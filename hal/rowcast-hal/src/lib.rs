//! rowcast Hardware Abstraction Layer
//!
//! This crate defines the hardware abstraction traits the frame engine and
//! panel drivers are written against. Chip-specific code implements them;
//! the engine never touches registers or DMA channels itself.
//!
//! # Architecture
//!
//! ```text
//! ┌─────────────────────────────────────────┐
//! │  rowcast-core (FrameEngine)             │
//! └─────────────────────────────────────────┘
//!                     │ PanelBus
//!                     ▼
//! ┌─────────────────────────────────────────┐
//! │  rowcast-drivers (Ili9488Bus, ...)      │
//! └─────────────────────────────────────────┘
//!                     │ SpiBus + OutputPin
//!                     ▼
//! ┌─────────────────────────────────────────┐
//! │  chip HAL (SPI + DMA, GPIO)             │
//! └─────────────────────────────────────────┘
//! ```
//!
//! # Traits
//!
//! - [`gpio::OutputPin`] - Digital output (chip select, data/command)
//! - [`spi::SpiBus`] - Write-only SPI master, usually DMA backed
//! - [`panel::PanelBus`] - Windowed pixel-run transfer to a display panel

#![no_std]
#![deny(unsafe_code)]

pub mod gpio;
pub mod panel;
pub mod spi;

// Re-export key traits at crate root for convenience
pub use gpio::OutputPin;
pub use panel::PanelBus;
pub use spi::{SpiBus, SpiConfig};
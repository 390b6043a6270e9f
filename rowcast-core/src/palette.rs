//! Fixed display palette
//!
//! Surfaces store 2-bit palette indices; the panel wants 16-bit RGB565.
//! The 16-bit values below are byte-swapped so that writing them out
//! little-endian puts big-endian RGB565 on the wire.

use embedded_graphics_core::pixelcolor::raw::{RawData, RawU2};
use embedded_graphics_core::pixelcolor::PixelColor;

/// Bits per stored pixel
pub const BITS_PER_PIXEL: usize = 2;

/// Pixels packed into one surface byte
pub const PIXELS_PER_BYTE: usize = 8 / BITS_PER_PIXEL;

/// Mask selecting one palette index
pub const INDEX_MASK: u8 = (1 << BITS_PER_PIXEL) - 1;

/// Palette entry
#[derive(Debug, Clone, Copy, PartialEq, Eq, Default)]
#[cfg_attr(feature = "defmt", derive(defmt::Format))]
#[repr(u8)]
pub enum PaletteColor {
    Black = 0,
    Red = 1,
    Blue = 2,
    #[default]
    White = 3,
}

impl PaletteColor {
    /// Look up a palette entry; only the low two bits of `index` are used
    pub const fn from_index(index: u8) -> Self {
        match index & INDEX_MASK {
            0 => PaletteColor::Black,
            1 => PaletteColor::Red,
            2 => PaletteColor::Blue,
            _ => PaletteColor::White,
        }
    }

    /// 2-bit palette index
    pub const fn index(self) -> u8 {
        self as u8
    }

    /// Pixel value in panel byte order
    pub const fn pixel(self) -> u16 {
        match self {
            PaletteColor::Black => 0x0000,
            PaletteColor::Red => 0x00F8,
            PaletteColor::Blue => 0x1F00,
            PaletteColor::White => 0xFFFF,
        }
    }

    /// A surface byte with all four pixels set to this color
    pub const fn fill_byte(self) -> u8 {
        let i = self as u8;
        (i << 6) | (i << 4) | (i << 2) | i
    }
}

impl PixelColor for PaletteColor {
    type Raw = RawU2;
}

impl From<RawU2> for PaletteColor {
    fn from(raw: RawU2) -> Self {
        PaletteColor::from_index(raw.into_inner())
    }
}

impl From<PaletteColor> for RawU2 {
    fn from(color: PaletteColor) -> Self {
        RawU2::new(color.index())
    }
}

/// Decode one palette index to its panel pixel value
#[inline]
pub const fn decode_index(index: u8) -> u16 {
    PaletteColor::from_index(index).pixel()
}

/// Unpack one surface byte into [`PIXELS_PER_BYTE`] panel pixels
///
/// The most significant index pair is the leftmost pixel. `out` must hold
/// at least [`PIXELS_PER_BYTE`] values; extra entries are left untouched.
#[inline]
pub fn decode_byte(byte: u8, out: &mut [u16]) {
    let mut sreg = byte;
    for slot in out.iter_mut().take(PIXELS_PER_BYTE) {
        *slot = decode_index(sreg >> (8 - BITS_PER_PIXEL));
        sreg <<= BITS_PER_PIXEL;
    }
}
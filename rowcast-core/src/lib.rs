//! Board-agnostic core of the rowcast frame streamer
//!
//! This crate contains everything between "the application drew a frame"
//! and "pixels went out on the bus":
//!
//! - Fixed 4-entry palette and its 16-bit panel encoding
//! - 2-bit palette-indexed bitmap surfaces (drawable via embedded-graphics)
//! - The triple buffer set (two render phases plus the transmitted shadow)
//! - Dirty-run scanning against the shadow
//! - The resumable, non-blocking transfer engine
//! - Frame-rate observation and animation frame pacing
//! - Panel configuration
//!
//! The engine never blocks, never allocates and never reads a clock: the
//! caller passes timestamps in and drives it with short, bounded calls.

#![no_std]
#![deny(unsafe_code)]

pub mod config;
pub mod palette;
pub mod surface;
pub mod timing;
pub mod transfer;

pub use config::{ConfigError, PanelConfig};
pub use palette::PaletteColor;
pub use surface::{BufferSet, IndexedBitmap, Phase};
pub use timing::{FramePacer, FrameRateObserver, FrameRateSample};
pub use transfer::{DirtyRun, DirtyRunScanner, FrameEngine, PixelRun, ScanCursor, TransferState};
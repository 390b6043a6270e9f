//! SPI bus abstractions
//!
//! Display panels are write-only targets, so only the transmit half of an
//! SPI master is modelled here.

#[cfg(feature = "serde")]
use serde::{Deserialize, Serialize};

/// SPI bus master
///
/// `write` may return before the bytes have left the shifter: a DMA backed
/// implementation copies `data` into its own transfer buffer, starts the
/// channel and returns. `flush` blocks until everything queued has been
/// clocked out.
pub trait SpiBus {
    /// Error type for SPI operations
    type Error;

    /// Queue data for transmission
    fn write(&mut self, data: &[u8]) -> Result<(), Self::Error>;

    /// Wait until all queued data has been transmitted
    fn flush(&mut self) -> Result<(), Self::Error>;
}

/// SPI configuration
#[derive(Debug, Clone, Copy, PartialEq, Eq)]
#[cfg_attr(feature = "defmt", derive(defmt::Format))]
#[cfg_attr(feature = "serde", derive(Serialize, Deserialize))]
pub struct SpiConfig {
    /// Write clock frequency in Hz
    pub frequency: u32,
    /// Clock polarity and phase
    pub mode: Mode,
}

impl Default for SpiConfig {
    fn default() -> Self {
        Self {
            frequency: 40_000_000, // 40 MHz
            mode: Mode::Mode0,
        }
    }
}

/// SPI mode (combined polarity and phase)
#[derive(Debug, Clone, Copy, PartialEq, Eq)]
#[cfg_attr(feature = "defmt", derive(defmt::Format))]
#[cfg_attr(feature = "serde", derive(Serialize, Deserialize))]
pub enum Mode {
    /// Mode 0: CPOL=0, CPHA=0
    Mode0,
    /// Mode 1: CPOL=0, CPHA=1
    Mode1,
    /// Mode 2: CPOL=1, CPHA=0
    Mode2,
    /// Mode 3: CPOL=1, CPHA=1
    Mode3,
}
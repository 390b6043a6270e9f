//! Frame timing
//!
//! Measures how fast full surface passes reach the panel and paces the
//! caller's animation frames.

pub mod fps;
pub mod pacer;

pub use fps::{FrameRateObserver, FrameRateSample, FPS_WINDOW_MS};
pub use pacer::FramePacer;
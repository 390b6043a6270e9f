//! Display panel buses

pub mod ili9488;

pub use ili9488::{Framing, Ili9488Bus, Ili9488Error};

- - - - -

Assignment
All records above are to be printed exactly, with nothing omitted.

Solution
filename hal/rowcast-hal/src/lib.rs
//! rowcast Hardware Abstraction Layer
//!
//! This crate defines the hardware abstraction traits the frame engine and
//! panel drivers are written against. Chip-specific code implements them;
//! the engine never touches registers or DMA channels itself.
//!
//! # Architecture
//!
//! ```text
//! ┌─────────────────────────────────────────┐
//! │  rowcast-core (FrameEngine)             │
//! └─────────────────────────────────────────┘
//!                     │ PanelBus
//!                     ▼
//! ┌─────────────────────────────────────────┐
//! │  rowcast-drivers (Ili9488Bus, ...)      │
//! └─────────────────────────────────────────┘
//!                     │ SpiBus + OutputPin
//!                     ▼
//! ┌─────────────────────────────────────────┐
//! │  chip HAL (SPI + DMA, GPIO)             │
//! └─────────────────────────────────────────┘
//! ```
//!
//! # Traits
//!
//! - [`gpio::OutputPin`] - Digital output (chip select, data/command)
//! - [`spi::SpiBus`] - Write-only SPI master, usually DMA backed
//! - [`panel::PanelBus`] - Windowed pixel-run transfer to a display panel

#![no_std]
#![deny(unsafe_code)]

pub mod gpio;
pub mod panel;
pub mod spi;

// Re-export key traits at crate root for convenience
pub use gpio::OutputPin;
pub use panel::PanelBus;
pub use spi::{SpiBus, SpiConfig};
repository 390b6043a6270e9f
filename rowcast-core/src/palette.rs
//! Fixed display palette
//!
//! Surfaces store 2-bit palette indices; the panel wants 16-bit RGB565.
//! The 16-bit values below are byte-swapped so that writing them out
//! little-endian puts big-endian RGB565 on the wire.

use embedded_graphics_core::pixelcolor::raw::{RawData, RawU2};
use embedded_graphics_core::pixelcolor::PixelColor;

/// Bits per stored pixel
pub const BITS_PER_PIXEL: usize = 2;

/// Pixels packed into one surface byte
pub const PIXELS_PER_BYTE: usize = 8 / BITS_PER_PIXEL;

/// Mask selecting one palette index
pub const INDEX_MASK: u8 = (1 << BITS_PER_PIXEL) - 1;

/// Palette entry
#[derive(Debug, Clone, Copy, PartialEq, Eq, Default)]
#[cfg_attr(feature = "defmt", derive(defmt::Format))]
#[repr(u8)]
pub enum PaletteColor {
    Black = 0,
    Red = 1,
    Blue = 2,
    #[default]
    White = 3,
}

impl PaletteColor {
    /// Look up a palette entry; only the low two bits of `index` are used
    pub const fn from_index(index: u8) -> Self {
        match index & INDEX_MASK {
            0 => PaletteColor::Black,
            1 => PaletteColor::Red,
            2 => PaletteColor::Blue,
            _ => PaletteColor::White,
        }
    }

    /// 2-bit palette index
    pub const fn index(self) -> u8 {
        self as u8
    }

    /// Pixel value in panel byte order
    pub const fn pixel(self) -> u16 {
        match self {
            PaletteColor::Black => 0x0000,
            PaletteColor::Red => 0x00F8,
            PaletteColor::Blue => 0x1F00,
            PaletteColor::White => 0xFFFF,
        }
    }

    /// A surface byte with all four pixels set to this color
    pub const fn fill_byte(self) -> u8 {
        let i = self as u8;
        (i << 6) | (i << 4) | (i << 2) | i
    }
}

impl PixelColor for PaletteColor {
    type Raw = RawU2;
}

impl From<RawU2> for PaletteColor {
    fn from(raw: RawU2) -> Self {
        PaletteColor::from_index(raw.into_inner())
    }
}

impl From<PaletteColor> for RawU2 {
    fn from(color: PaletteColor) -> Self {
        RawU2::new(color.index())
    }
}

/// Decode one palette index to its panel pixel value
#[inline]
pub const fn decode_index(index: u8) -> u16 {
    PaletteColor::from_index(index).pixel()
}

/// Unpack one surface byte into [`PIXELS_PER_BYTE`] panel pixels
///
/// The most significant index pair is the leftmost pixel. `out` must hold
/// at least [`PIXELS_PER_BYTE`] values; extra entries are left untouched.
#[inline]
pub fn decode_byte(byte: u8, out: &mut [u16]) {
    let mut sreg = byte;
    for slot in out.iter_mut().take(PIXELS_PER_BYTE) {
        *slot = decode_index(sreg >> (8 - BITS_PER_PIXEL));
        sreg <<= BITS_PER_PIXEL;
    }
}
filename rowcast-core/src/lib.rs
//! Board-agnostic core of the rowcast frame streamer
//!
//! This crate contains everything between "the application drew a frame"
//! and "pixels went out on the bus":
//!
//! - Fixed 4-entry palette and its 16-bit panel encoding
//! - 2-bit palette-indexed bitmap surfaces (drawable via embedded-graphics)
//! - The triple buffer set (two render phases plus the transmitted shadow)
//! - Dirty-run scanning against the shadow
//! - The resumable, non-blocking transfer engine
//! - Frame-rate observation and animation frame pacing
//! - Panel configuration
//!
//! The engine never blocks, never allocates and never reads a clock: the
//! caller passes timestamps in and drives it with short, bounded calls.

#![no_std]
#![deny(unsafe_code)]

pub mod config;
pub mod palette;
pub mod surface;
pub mod timing;
pub mod transfer;

pub use config::{ConfigError, PanelConfig};
pub use palette::PaletteColor;
pub use surface::{BufferSet, IndexedBitmap, Phase};
pub use timing::{FramePacer, FrameRateObserver, FrameRateSample};
pub use transfer::{DirtyRun, DirtyRunScanner, FrameEngine, PixelRun, ScanCursor, TransferState};
repository 390b6043a6270e9f
//! SPI bus abstractions
//!
//! Display panels are write-only targets, so only the transmit half of an
//! SPI master is modelled here.

#[cfg(feature = "serde")]
use serde::{Deserialize, Serialize};

/// SPI bus master
///
/// `write` may return before the bytes have left the shifter: a DMA backed
/// implementation copies `data` into its own transfer buffer, starts the
/// channel and returns. `flush` blocks until everything queued has been
/// clocked out.
pub trait SpiBus {
    /// Error type for SPI operations
    type Error;

    /// Queue data for transmission
    fn write(&mut self, data: &[u8]) -> Result<(), Self::Error>;

    /// Wait until all queued data has been transmitted
    fn flush(&mut self) -> Result<(), Self::Error>;
}

/// SPI configuration
#[derive(Debug, Clone, Copy, PartialEq, Eq)]
#[cfg_attr(feature = "defmt", derive(defmt::Format))]
#[cfg_attr(feature = "serde", derive(Serialize, Deserialize))]
pub struct SpiConfig {
    /// Write clock frequency in Hz
    pub frequency: u32,
    /// Clock polarity and phase
    pub mode: Mode,
}

impl Default for SpiConfig {
    fn default() -> Self {
        Self {
            frequency: 40_000_000, // 40 MHz
            mode: Mode::Mode0,
        }
    }
}

/// SPI mode (combined polarity and phase)
#[derive(Debug, Clone, Copy, PartialEq, Eq)]
#[cfg_attr(feature = "defmt", derive(defmt::Format))]
#[cfg_attr(feature = "serde", derive(Serialize, Deserialize))]
pub enum Mode {
    /// Mode 0: CPOL=0, CPHA=0
    Mode0,
    /// Mode 1: CPOL=0, CPHA=1
    Mode1,
    /// Mode 2: CPOL=1, CPHA=0
    Mode2,
    /// Mode 3: CPOL=1, CPHA=1
    Mode3,
}
repository 390b6043a6270e9f
//! Frame timing
//!
//! Measures how fast full surface passes reach the panel and paces the
//! caller's animation frames.

pub mod fps;
pub mod pacer;

pub use fps::{FrameRateObserver, FrameRateSample, FPS_WINDOW_MS};
pub use pacer::FramePacer;
repository 390b6043a6270e9f
//! Display panel buses

pub mod ili9488;

pub use ili9488::{Framing, Ili9488Bus, Ili9488Error};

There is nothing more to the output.